The timing of this conversation is part of what makes it interesting. Sandler is in one of those weirdly perfect career stretches where everything is firing at once: major critical praise for his dramatic work opposite George Clooney in Noah Baumbach's *Jay Kelly*, huge streaming numbers for *Happy Gilmore 2*. Prestige and broad, goofy nostalgia are running side by side. Steed doesn't try to sand that contradiction into some clean thesis. The direction is loose, the editing wanders, and yes, it occasionally repeats itself. Letterman meanders and Steed lets him. Whether that shapelessness feels indulgent or generous probably depends on how much patience you have for two veterans circling the same questions until something real finally slips out. I didn't mind it. The slackness feels lived-in.

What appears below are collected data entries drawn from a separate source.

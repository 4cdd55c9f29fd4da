//! Runtime configuration
//!
//! Flags and `SALONTRACK_*` environment variables are read by clap; this
//! module fills in whatever is left unset.

use std::path::{Path, PathBuf};

use directories::BaseDirs;

use crate::types::{Result, SalonError};

pub const DEFAULT_HOST: &str = "127.0.0.1";
pub const DEFAULT_PORT: u16 = 3001;
pub const DATA_FILE_NAME: &str = "salonData.json";
pub const LOG_FILE_NAME: &str = "salontrack.log";

#[derive(Debug, Clone, PartialEq, Eq)]
pub struct Config {
    pub data_file: PathBuf,
    pub host: String,
    pub port: u16,
}

impl Config {
    pub fn resolve(
        data_file: Option<PathBuf>,
        host: Option<String>,
        port: Option<u16>,
    ) -> Result<Self> {
        let data_file = match data_file {
            Some(path) => path,
            None => default_data_file()?,
        };

        Ok(Self {
            data_file,
            host: host.unwrap_or_else(|| DEFAULT_HOST.to_string()),
            port: port.unwrap_or(DEFAULT_PORT),
        })
    }

    /// Directory holding the data file
    pub fn data_dir(&self) -> &Path {
        self.data_file.parent().unwrap_or_else(|| Path::new("."))
    }

    pub fn log_file(&self) -> PathBuf {
        self.data_dir().join(LOG_FILE_NAME)
    }

    pub fn bind_addr(&self) -> String {
        format!("{}:{}", self.host, self.port)
    }
}

/// `~/.salontrack/salonData.json`
pub fn default_data_file() -> Result<PathBuf> {
    let base_dirs = BaseDirs::new()
        .ok_or_else(|| SalonError::Config("Cannot determine home directory".into()))?;
    Ok(base_dirs
        .home_dir()
        .join(".salontrack")
        .join(DATA_FILE_NAME))
}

The moment I can't shake happens backstage at one of Sandler's tour stops, far from the tidy control of the NYU stage where most of the interview unfolds. He picks up his Stratocaster and you can almost watch the tension drain out of his neck. His hands fall into place without thinking. He knocks out a few loose chords, not to perform for Letterman, not even to make a point, but simply to settle himself. It made me think about the way comedians hide inside objects. The guitar isn't just there for the songs; it's cover. A wooden screen between Sandler and the dead air of a room. When he starts talking about getting laughs as a kid by imitating his grandmother, his fingers keep moving over the frets. The old need for approval is still humming underneath everything.

Letterman understands that fragility better than he sometimes lets on. He doubles back, he fumbles a phrase here and there, but the affection is unmistakable, and it steadies the whole special. Amy Davidson, writing for HuffPost UK, called it "a heartwarming combination of laughs and interesting tidbits" and an "ideal pre-Christmas warmer". That's fair, but it undersells the ache of the thing. What stays with me isn't the *Saturday Night Live* nostalgia or the tour through the famous roles. It's the sight of two private men, older now, realizing they survived the grinder. Sandler looks grayer, more worn down, and oddly more open. I don't think he's ever been this interesting to watch.